Identification of a novel gene--SSK1--in human endothelial cells exposed to shear stress.

To identify transcriptionally regulated genes potentially involved in the effect of shear stress on endothelial gene expression, we performed a differential display analysis of mRNAs from human umbilical vein endothelial cell (HUVEC) exposed to laminar shear stress (12 dynes/cm2) in comparison to HUVEC maintained in static condition. We identified a cDNA fragment overexpressed by laminar shear stress. The full-length, SSK1, was 3653 long and encoded for a novel protein of 1050 amino acids.
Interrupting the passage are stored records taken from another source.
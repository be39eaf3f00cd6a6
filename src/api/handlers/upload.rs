use axum::{
    Json,
    extract::{FromRequest, Multipart, Request, State},
    http::header,
};
use chrono::{DateTime, Utc};
use futures::TryStreamExt;
use serde::{Deserialize, Serialize};
use tokio::io::{AsyncRead, AsyncReadExt, AsyncWriteExt};
use tokio_util::io::StreamReader;
use tracing::{info, warn};
use url::Url;
use utoipa::ToSchema;

use crate::AppState;
use crate::api::error::AppError;
use crate::services::links::{LinkOp, RequestOrigin};
use crate::services::media;
use crate::services::storage::StoreError;
use crate::services::upload::StagedUpload;
use crate::utils::format::format_file_size;
use crate::utils::validation::SanitizedName;

/// 400 message enumerating the accepted intake methods
const INTAKE_HINT: &str =
    "No file provided. Send multipart form-data with a 'file' field, or a JSON body with 'file_url'.";

#[derive(Deserialize, ToSchema)]
pub struct UrlUploadRequest {
    /// Publicly reachable http(s) URL the server fetches the payload from
    pub file_url: String,
}

#[derive(Serialize, ToSchema)]
pub struct UploadResponse {
    pub success: bool,
    pub file_name: String,
    pub file_size: u64,
    pub file_size_formatted: String,
    pub file_id: String,
    pub download_url: String,
    #[serde(skip_serializing_if = "Option::is_none")]
    pub stream_url: Option<String>,
    #[serde(skip_serializing_if = "Option::is_none")]
    pub player_url: Option<String>,
    pub file_type: String,
    pub telegram_message_id: i64,
    pub upload_time: DateTime<Utc>,
}

#[utoipa::path(
    post,
    path = "/upload",
    request_body(
        content = UrlUploadRequest,
        description = "Multipart form-data with a `file` field, or this JSON body with `file_url`"
    ),
    responses(
        (status = 200, description = "File stored", body = UploadResponse),
        (status = 400, description = "No usable intake in the request"),
        (status = 413, description = "Payload exceeds the advertised limit"),
        (status = 502, description = "Backing store did not accept the transfer")
    ),
    tag = "files"
)]
pub async fn upload_file(
    State(state): State<AppState>,
    request: Request,
) -> Result<Json<UploadResponse>, AppError> {
    let origin = RequestOrigin::from_headers(request.headers());
    let content_type = request
        .headers()
        .get(header::CONTENT_TYPE)
        .and_then(|v| v.to_str().ok())
        .unwrap_or_default()
        .to_string();

    let staged = if content_type.starts_with("multipart/form-data") {
        let multipart = Multipart::from_request(request, &state)
            .await
            .map_err(|e| AppError::Input(e.to_string()))?;
        stage_multipart(&state, multipart).await?
    } else if content_type.starts_with("application/json") {
        let Json(req) = Json::<UrlUploadRequest>::from_request(request, &state)
            .await
            .map_err(|_| AppError::Input(INTAKE_HINT.to_string()))?;
        stage_from_url(&state, &req.file_url).await?
    } else {
        return Err(AppError::Input(INTAKE_HINT.to_string()));
    };

    info!(
        "📤 Storing {} ({})",
        staged.name,
        format_file_size(staged.size)
    );

    let outcome = state
        .coordinator
        .upload(&staged)
        .await
        .map_err(|e| store_rejection(e, state.config.expose_error_details))?;

    let handle = outcome.handle.to_string();
    let kind = media::classify(staged.name.as_str());

    let download_url = origin.url_for(LinkOp::Download, &handle, &staged.name);
    let (stream_url, player_url) = if kind.is_streamable() {
        (
            Some(origin.url_for(LinkOp::Stream, &handle, &staged.name)),
            Some(origin.url_for(LinkOp::Player, &handle, &staged.name)),
        )
    } else {
        (None, None)
    };

    info!(
        "✅ Upload successful: {} via the {} channel",
        staged.name, outcome.channel
    );

    Ok(Json(UploadResponse {
        success: true,
        file_name: staged.name.to_string(),
        file_size: staged.size,
        file_size_formatted: format_file_size(staged.size),
        file_id: handle,
        download_url,
        stream_url,
        player_url,
        file_type: kind.as_str().to_string(),
        telegram_message_id: outcome.message_id,
        upload_time: Utc::now(),
    }))
}

/// Failed writes keep the channel-facing hints of the public surface: an
/// unreachable destination chat is an operator configuration problem (400),
/// anything transport-shaped is a gateway failure (502).
fn store_rejection(err: StoreError, expose_details: bool) -> AppError {
    match err {
        StoreError::NotFound(_) => AppError::Input(
            "Storage channel not accessible. Check the bot permissions.".to_string(),
        ),
        other => AppError::from_store(other, "Failed to store the file", expose_details),
    }
}

async fn stage_multipart(
    state: &AppState,
    mut multipart: Multipart,
) -> Result<StagedUpload, AppError> {
    let result = async {
        let mut staged: Option<StagedUpload> = None;

        while let Some(field) = multipart.next_field().await.map_err(|e| {
            let err_msg = e.to_string();
            if err_msg.contains("length limit exceeded") {
                AppError::PayloadTooLarge(
                    "Request body exceeds the maximum allowed limit".to_string(),
                )
            } else {
                AppError::Input(err_msg)
            }
        })? {
            if field.name() != Some("file") {
                continue;
            }

            let original_name = field.file_name().unwrap_or("unnamed").to_string();
            let name = SanitizedName::new(&original_name);

            let body_with_io_error = field.map_err(std::io::Error::other);
            let reader = StreamReader::new(body_with_io_error);

            staged = Some(stage_to_disk(state, name, reader).await?);
        }

        staged.ok_or_else(|| AppError::Input(INTAKE_HINT.to_string()))
    }
    .await;

    match result {
        Ok(staged) => Ok(staged),
        Err(e) => {
            // Drain what the client is still sending so the rejection arrives
            // as a response instead of a reset connection.
            warn!("⚠️  Upload rejected early ({}), draining the stream", e);
            while let Ok(Some(mut field)) = multipart.next_field().await {
                while let Ok(Some(_)) = field.chunk().await {}
            }
            Err(e)
        }
    }
}

async fn stage_from_url(state: &AppState, file_url: &str) -> Result<StagedUpload, AppError> {
    let parsed =
        Url::parse(file_url).map_err(|_| AppError::Input("file_url is not a valid URL".to_string()))?;
    if !matches!(parsed.scheme(), "http" | "https") {
        return Err(AppError::Input(
            "file_url must use the http or https scheme".to_string(),
        ));
    }

    let raw_name = parsed
        .path_segments()
        .and_then(|segments| segments.filter(|s| !s.is_empty()).next_back())
        .unwrap_or("file");
    let name = SanitizedName::new(raw_name);

    info!("📥 Fetching upload source: {}", file_url);

    let response = state.ingest.get(parsed).send().await.map_err(|e| {
        tracing::error!("❌ Source fetch failed: {}", e);
        AppError::Upstream {
            message: "Network error. Check the file URL or try again later.".to_string(),
            detail: state.config.expose_error_details.then(|| e.to_string()),
        }
    })?;

    if !response.status().is_success() {
        return Err(AppError::Input(format!(
            "Source URL answered {}",
            response.status()
        )));
    }

    if let Some(len) = response.content_length() {
        if len > state.config.max_file_size {
            return Err(AppError::PayloadTooLarge(format!(
                "File too large. Maximum size: {}",
                format_file_size(state.config.max_file_size)
            )));
        }
    }

    let reader = StreamReader::new(response.bytes_stream().map_err(std::io::Error::other));
    stage_to_disk(state, name, reader).await
}

/// Copy an inbound byte stream into a uniquely named file under the staging
/// directory, enforcing the advertised size cap while bytes arrive. The
/// returned guard deletes the file when dropped.
async fn stage_to_disk(
    state: &AppState,
    name: SanitizedName,
    reader: impl AsyncRead + Unpin + Send,
) -> Result<StagedUpload, AppError> {
    let path = tempfile::Builder::new()
        .prefix("staged-")
        .tempfile_in(&state.config.upload_dir)
        .map_err(|e| AppError::Internal(format!("create staging file: {}", e)))?
        .into_temp_path();

    let mut file = tokio::fs::File::create(&path)
        .await
        .map_err(|e| AppError::Internal(format!("open staging file: {}", e)))?;

    // One extra byte makes an over-cap source detectable without reading it out.
    let mut limited = reader.take(state.config.max_file_size + 1);
    let size = tokio::io::copy(&mut limited, &mut file)
        .await
        .map_err(|e| AppError::Internal(format!("stage upload: {}", e)))?;
    file.flush()
        .await
        .map_err(|e| AppError::Internal(format!("flush staging file: {}", e)))?;

    if size > state.config.max_file_size {
        return Err(AppError::PayloadTooLarge(format!(
            "File too large. Maximum size: {}",
            format_file_size(state.config.max_file_size)
        )));
    }

    Ok(StagedUpload { path, size, name })
}
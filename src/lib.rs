pub mod api;
pub mod config;
pub mod infrastructure;
pub mod services;
pub mod utils;

use crate::config::AppConfig;
use crate::services::storage::ObjectStore;
use crate::services::upload::UploadCoordinator;
use axum::{
    Router,
    middleware::from_fn,
    routing::{get, post},
};
use std::sync::Arc;
use tower_http::cors::{Any, CorsLayer};
use utoipa::OpenApi;
use utoipa_swagger_ui::SwaggerUi;

#[derive(OpenApi)]
#[openapi(
    paths(
        api::handlers::upload::upload_file,
        api::handlers::relay::download_file,
        api::handlers::relay::stream_file,
        api::handlers::relay::player_page,
        api::handlers::health::health_check,
        api::handlers::health::api_info,
    ),
    components(
        schemas(
            api::handlers::upload::UrlUploadRequest,
            api::handlers::upload::UploadResponse,
            api::handlers::health::HealthResponse,
            api::handlers::health::ApiInfoResponse,
        )
    ),
    tags(
        (name = "files", description = "Upload and relay endpoints"),
        (name = "system", description = "Service status endpoints")
    )
)]
pub struct ApiDoc;

#[derive(Clone)]
pub struct AppState {
    pub config: AppConfig,
    pub store: Arc<dyn ObjectStore>,
    pub coordinator: Arc<UploadCoordinator>,
    pub ingest: reqwest::Client,
}

pub fn create_app(state: AppState) -> Router {
    Router::new()
        .merge(SwaggerUi::new("/swagger-ui").url("/api-docs/openapi.json", ApiDoc::openapi()))
        .route("/health", get(api::handlers::health::health_check))
        .route("/api/info", get(api::handlers::health::api_info))
        .route(
            "/upload",
            post(api::handlers::upload::upload_file).layer(axum::extract::DefaultBodyLimit::max(
                // 10MB buffer for multipart framing overhead
                state.config.max_file_size as usize + 10 * 1024 * 1024,
            )),
        )
        .route("/download/:file_id", get(api::handlers::relay::download_file))
        .route("/stream/:file_id", get(api::handlers::relay::stream_file))
        .route("/player/:file_id", get(api::handlers::relay::player_page))
        .layer(from_fn(api::middleware::request_id::request_id_middleware))
        .layer(
            CorsLayer::new()
                .allow_origin(Any)
                .allow_methods(Any)
                .allow_headers(Any),
        )
        .with_state(state)
}
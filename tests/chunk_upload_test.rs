use std::path::Path;
use std::sync::atomic::{AtomicUsize, Ordering};
use std::sync::{Arc, Mutex};

use async_trait::async_trait;
use tempfile::TempPath;

use hostio::config::AppConfig;
use hostio::services::storage::{
    ChannelCaps, ChannelUpload, FileHandle, StoreError, UploadChannel,
};
use hostio::services::upload::{StagedUpload, UploadCoordinator};
use hostio::utils::validation::SanitizedName;

#[derive(Debug, Clone)]
struct RecordedWrite {
    file_name: String,
    caption: String,
    destination: String,
    size: u64,
}

/// Upload channel that records every write instead of talking to a backend.
/// `fail_on_attempt` makes the nth call (0-based) return an error.
#[derive(Clone)]
struct RecordingChannel {
    label: &'static str,
    ceiling: u64,
    writes: Arc<Mutex<Vec<RecordedWrite>>>,
    attempts: Arc<AtomicUsize>,
    fail_on_attempt: Option<usize>,
}

impl RecordingChannel {
    fn new(label: &'static str, ceiling: u64) -> Self {
        Self {
            label,
            ceiling,
            writes: Arc::new(Mutex::new(Vec::new())),
            attempts: Arc::new(AtomicUsize::new(0)),
            fail_on_attempt: None,
        }
    }

    fn failing_on(label: &'static str, ceiling: u64, attempt: usize) -> Self {
        Self {
            fail_on_attempt: Some(attempt),
            ..Self::new(label, ceiling)
        }
    }

    fn writes(&self) -> Vec<RecordedWrite> {
        self.writes.lock().unwrap().clone()
    }

    fn attempts(&self) -> usize {
        self.attempts.load(Ordering::SeqCst)
    }
}

#[async_trait]
impl UploadChannel for RecordingChannel {
    fn label(&self) -> &'static str {
        self.label
    }

    fn caps(&self) -> ChannelCaps {
        ChannelCaps {
            max_object_size: self.ceiling,
            supports_range_get: true,
        }
    }

    async fn put(
        &self,
        source: &Path,
        file_name: &str,
        caption: &str,
        destination: &str,
    ) -> Result<ChannelUpload, StoreError> {
        let attempt = self.attempts.fetch_add(1, Ordering::SeqCst);
        if self.fail_on_attempt == Some(attempt) {
            return Err(StoreError::ChannelUnavailable(
                "scripted failure".to_string(),
            ));
        }

        let size = tokio::fs::metadata(source).await.unwrap().len();
        let mut writes = self.writes.lock().unwrap();
        let index = writes.len();
        writes.push(RecordedWrite {
            file_name: file_name.to_string(),
            caption: caption.to_string(),
            destination: destination.to_string(),
            size,
        });

        Ok(ChannelUpload::Bot {
            file_id: format!("{}-{}", self.label, index),
            message_id: (index + 1) as i64,
        })
    }
}

fn coordinator_config(chunk_size: u64) -> AppConfig {
    AppConfig {
        chat_id: "-100123".to_string(),
        chunk_size,
        ..AppConfig::default()
    }
}

async fn staged_payload(dir: &Path, name: &str, len: usize) -> StagedUpload {
    let path = dir.join(format!("{}.staged", name));
    tokio::fs::write(&path, vec![0x5A; len]).await.unwrap();
    StagedUpload {
        path: TempPath::from_path(path),
        size: len as u64,
        name: SanitizedName::new(name),
    }
}

fn leftover_chunk_files(dir: &Path) -> Vec<String> {
    std::fs::read_dir(dir)
        .unwrap()
        .map(|entry| entry.unwrap().file_name().to_string_lossy().into_owned())
        .filter(|name| name.contains(".chunk"))
        .collect()
}

#[tokio::test]
async fn test_small_payload_is_one_direct_write() {
    let dir = tempfile::tempdir().unwrap();
    let standard = RecordingChannel::new("bot", 100);
    let coordinator = UploadCoordinator::new(
        Arc::new(standard.clone()),
        None,
        &coordinator_config(100),
    );

    let staged = staged_payload(dir.path(), "notes.txt", 80).await;
    let outcome = coordinator.upload(&staged).await.unwrap();

    let writes = standard.writes();
    assert_eq!(writes.len(), 1);
    assert_eq!(writes[0].file_name, "notes.txt");
    assert_eq!(writes[0].caption, "notes.txt");
    assert_eq!(writes[0].destination, "-100123");
    assert_eq!(writes[0].size, 80);
    assert_eq!(outcome.handle, FileHandle::Single("bot-0".to_string()));
    assert_eq!(outcome.message_id, 1);
    assert_eq!(outcome.channel, "bot");
}

#[tokio::test]
async fn test_oversized_payload_chunks_in_order() {
    let dir = tempfile::tempdir().unwrap();
    let standard = RecordingChannel::new("bot", 100);
    let coordinator = UploadCoordinator::new(
        Arc::new(standard.clone()),
        None,
        &coordinator_config(100),
    );

    let staged = staged_payload(dir.path(), "big.bin", 250).await;
    let outcome = coordinator.upload(&staged).await.unwrap();

    let writes = standard.writes();
    assert_eq!(writes.len(), 3);
    assert_eq!(writes[0].file_name, "big.bin.part1");
    assert_eq!(writes[1].file_name, "big.bin.part2");
    assert_eq!(writes[2].file_name, "big.bin.part3");
    assert_eq!(writes[0].caption, "big.bin (Part 1/3)");
    assert_eq!(writes[1].caption, "big.bin (Part 2/3)");
    assert_eq!(writes[2].caption, "big.bin (Part 3/3)");
    assert_eq!(
        writes.iter().map(|w| w.size).collect::<Vec<_>>(),
        vec![100, 100, 50]
    );

    assert_eq!(
        outcome.handle,
        FileHandle::Chunked(vec![
            "bot-0".to_string(),
            "bot-1".to_string(),
            "bot-2".to_string(),
        ])
    );
    // The handle references the first chunk's message
    assert_eq!(outcome.message_id, 1);

    let leftovers = leftover_chunk_files(dir.path());
    assert!(leftovers.is_empty(), "chunk temp files left: {:?}", leftovers);
}

#[tokio::test]
async fn test_chunk_failure_aborts_remainder() {
    let dir = tempfile::tempdir().unwrap();
    let standard = RecordingChannel::failing_on("bot", 100, 1);
    let coordinator = UploadCoordinator::new(
        Arc::new(standard.clone()),
        None,
        &coordinator_config(100),
    );

    let staged = staged_payload(dir.path(), "big.bin", 250).await;
    let err = coordinator.upload(&staged).await.unwrap_err();

    assert!(matches!(err, StoreError::ChannelUnavailable(_)));
    // The first chunk landed, the failure stopped the rest
    assert_eq!(standard.attempts(), 2);
    assert_eq!(standard.writes().len(), 1);
    assert_eq!(standard.writes()[0].caption, "big.bin (Part 1/3)");

    let leftovers = leftover_chunk_files(dir.path());
    assert!(leftovers.is_empty(), "chunk temp files left: {:?}", leftovers);
}

#[tokio::test]
async fn test_richer_channel_takes_oversized_payload_whole() {
    let dir = tempfile::tempdir().unwrap();
    let standard = RecordingChannel::new("bot", 100);
    let richer = RecordingChannel::new("client", 10_000);
    let coordinator = UploadCoordinator::new(
        Arc::new(standard.clone()),
        Some(Arc::new(richer.clone())),
        &coordinator_config(100),
    );

    let staged = staged_payload(dir.path(), "feature.mkv", 250).await;
    let outcome = coordinator.upload(&staged).await.unwrap();

    assert_eq!(standard.attempts(), 0);
    let writes = richer.writes();
    assert_eq!(writes.len(), 1);
    assert_eq!(writes[0].file_name, "feature.mkv");
    assert_eq!(writes[0].caption, "feature.mkv");
    assert_eq!(writes[0].size, 250);
    assert_eq!(outcome.handle, FileHandle::Single("client-0".to_string()));
    assert_eq!(outcome.channel, "client");
}

#[tokio::test]
async fn test_richer_failure_falls_back_to_chunked() {
    let dir = tempfile::tempdir().unwrap();
    let standard = RecordingChannel::new("bot", 100);
    let richer = RecordingChannel::failing_on("client", 10_000, 0);
    let coordinator = UploadCoordinator::new(
        Arc::new(standard.clone()),
        Some(Arc::new(richer.clone())),
        &coordinator_config(100),
    );

    let staged = staged_payload(dir.path(), "big.bin", 250).await;
    let outcome = coordinator.upload(&staged).await.unwrap();

    assert_eq!(richer.attempts(), 1);
    assert!(richer.writes().is_empty());
    assert_eq!(standard.writes().len(), 3);
    assert!(outcome.handle.is_chunked());
    assert_eq!(outcome.channel, "bot");
}

#[tokio::test]
async fn test_direct_write_retries_on_standard_channel() {
    let dir = tempfile::tempdir().unwrap();
    let standard = RecordingChannel::new("bot", 100);
    let richer = RecordingChannel::failing_on("client", 10_000, 0);
    let coordinator = UploadCoordinator::new(
        Arc::new(standard.clone()),
        Some(Arc::new(richer.clone())),
        &coordinator_config(100),
    );

    let staged = staged_payload(dir.path(), "notes.txt", 80).await;
    let outcome = coordinator.upload(&staged).await.unwrap();

    assert_eq!(richer.attempts(), 1);
    let writes = standard.writes();
    assert_eq!(writes.len(), 1);
    assert_eq!(writes[0].file_name, "notes.txt");
    assert_eq!(outcome.handle, FileHandle::Single("bot-0".to_string()));
    assert_eq!(outcome.channel, "bot");
}

#[tokio::test]
async fn test_payload_on_chunk_boundary_stays_single() {
    let dir = tempfile::tempdir().unwrap();
    let standard = RecordingChannel::new("bot", 100);
    let coordinator = UploadCoordinator::new(
        Arc::new(standard.clone()),
        None,
        &coordinator_config(100),
    );

    let staged = staged_payload(dir.path(), "exact.bin", 100).await;
    let outcome = coordinator.upload(&staged).await.unwrap();

    assert_eq!(standard.writes().len(), 1);
    assert!(!outcome.handle.is_chunked());
}

#[tokio::test]
async fn test_chunk_size_clamped_to_channel_ceiling() {
    let dir = tempfile::tempdir().unwrap();
    let standard = RecordingChannel::new("bot", 100);
    // Configured chunk size exceeds what the channel accepts in one write
    let coordinator = UploadCoordinator::new(
        Arc::new(standard.clone()),
        None,
        &coordinator_config(150),
    );

    let staged = staged_payload(dir.path(), "big.bin", 250).await;
    coordinator.upload(&staged).await.unwrap();

    let sizes: Vec<u64> = standard.writes().iter().map(|w| w.size).collect();
    assert_eq!(sizes, vec![100, 100, 50]);
}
Northern blot demonstrates that SSK1 mRNA is expressed at high levels also in placenta, a weak transcript was present in heart, skeletal muscle, kidney and pancreas. Homology searches of the protein databases showed that SSK1 is related to numerous serine-threonine kinases. The highest homology was found with a very recently described gene, BUBR1, an analogue of BUB1, which is a kinase involved in the regulation of cell cycle. The most conserved residues in catalytic domains II, III, VIb, VII, VIII and IX of serine-threonine protein kinases were found in the C terminal region of SSK1 which further supports the kinase nature of the new protein. The putative serine-threonine kinase SSK1 may represent a tool by which mechanical forces regulates phosphorylation events within endothelial cells.